# Task
A word-for-word restatement of the whole listing is the expected answer.

** Available data follows **

use redcaps::{fix_mojibake, sanitize, uncurl_quotes};

#[test]
fn brackets_resolutions_and_mentions_are_cleaned() {
    assert_eq!(sanitize("My Cat [1920x1080] (reupload) @john_doe"), "my cat <usr>");
    assert_eq!(sanitize("My dog [OC] 4032x3024"), "my dog");
    assert_eq!(sanitize("Thanks @bob.smith for the tip!"), "thanks <usr> for the tip!");
    assert_eq!(sanitize("  Lots   of\tspace  "), "lots of space");
}

#[test]
fn non_ascii_is_dropped_without_leaving_double_spaces() {
    assert_eq!(sanitize("Sunset 🌅 at the beach"), "sunset at the beach");
    assert_eq!(sanitize("Café au lait"), "cafe au lait");
    assert_eq!(sanitize("東京 tower"), "tower");
}

#[test]
fn mis_decoded_utf8_is_repaired() {
    assert_eq!(fix_mojibake("cafÃ©"), "café");
    assert_eq!(fix_mojibake("plain ascii"), "plain ascii");
    assert_eq!(fix_mojibake("naïve"), "naïve");
    assert_eq!(sanitize("Ã‰tÃ© in Paris"), "ete in paris");
}

#[test]
fn curly_quotes_become_ascii_quotes() {
    assert_eq!(sanitize("My dog\u{2019}s \u{201c}first\u{201d} snow"), "my dog's \"first\" snow");
    assert_eq!(uncurl_quotes("\u{2018}a\u{201b} \u{201e}b\u{201f} don\u{02bc}t"), "'a' \"b\" don't");
    // Mis-decoded right quote is repaired first, then straightened.
    assert_eq!(sanitize("My dog\u{e2}\u{20ac}\u{2122}s bed"), "my dog's bed");
}

#[test]
fn sanitize_is_idempotent() {
    let inputs = [
        "My Cat [1920x1080] (reupload) @john_doe",
        "1éx2 pixels",
        "a 🎉 b 🎉 c",
        "[nested (brackets]) left)",
        "@@double",
        "(( ))",
        "Résumé 3 × 4 @x",
        "",
        "   ",
        "ＦＵＬＬＷＩＤＴＨ 1 ２ x ３",
        "cafÃ© [oc]",
        "it\u{2019}s \u{201c}quoted\u{201d}",
    ];
    for raw in inputs {
        let once = sanitize(raw);
        assert_eq!(sanitize(&once), once, "not idempotent for {:?}", raw);
        assert!(once.is_ascii());
        assert_eq!(once.trim(), once);
    }
}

** End of Available data **

# Expected answer
use redcaps::{fix_mojibake, sanitize, uncurl_quotes};

#[test]
fn brackets_resolutions_and_mentions_are_cleaned() {
    assert_eq!(sanitize("My Cat [1920x1080] (reupload) @john_doe"), "my cat <usr>");
    assert_eq!(sanitize("My dog [OC] 4032x3024"), "my dog");
    assert_eq!(sanitize("Thanks @bob.smith for the tip!"), "thanks <usr> for the tip!");
    assert_eq!(sanitize("  Lots   of\tspace  "), "lots of space");
}

#[test]
fn non_ascii_is_dropped_without_leaving_double_spaces() {
    assert_eq!(sanitize("Sunset 🌅 at the beach"), "sunset at the beach");
    assert_eq!(sanitize("Café au lait"), "cafe au lait");
    assert_eq!(sanitize("東京 tower"), "tower");
}

#[test]
fn mis_decoded_utf8_is_repaired() {
    assert_eq!(fix_mojibake("cafÃ©"), "café");
    assert_eq!(fix_mojibake("plain ascii"), "plain ascii");
    assert_eq!(fix_mojibake("naïve"), "naïve");
    assert_eq!(sanitize("Ã‰tÃ© in Paris"), "ete in paris");
}

#[test]
fn curly_quotes_become_ascii_quotes() {
    assert_eq!(sanitize("My dog\u{2019}s \u{201c}first\u{201d} snow"), "my dog's \"first\" snow");
    assert_eq!(uncurl_quotes("\u{2018}a\u{201b} \u{201e}b\u{201f} don\u{02bc}t"), "'a' \"b\" don't");
    // Mis-decoded right quote is repaired first, then straightened.
    assert_eq!(sanitize("My dog\u{e2}\u{20ac}\u{2122}s bed"), "my dog's bed");
}

#[test]
fn sanitize_is_idempotent() {
    let inputs = [
        "My Cat [1920x1080] (reupload) @john_doe",
        "1éx2 pixels",
        "a 🎉 b 🎉 c",
        "[nested (brackets]) left)",
        "@@double",
        "(( ))",
        "Résumé 3 × 4 @x",
        "",
        "   ",
        "ＦＵＬＬＷＩＤＴＨ 1 ２ x ３",
        "cafÃ© [oc]",
        "it\u{2019}s \u{201c}quoted\u{201d}",
    ];
    for raw in inputs {
        let once = sanitize(raw);
        assert_eq!(sanitize(&once), once, "not idempotent for {:?}", raw);
        assert!(once.is_ascii());
        assert_eq!(once.trim(), once);
    }
}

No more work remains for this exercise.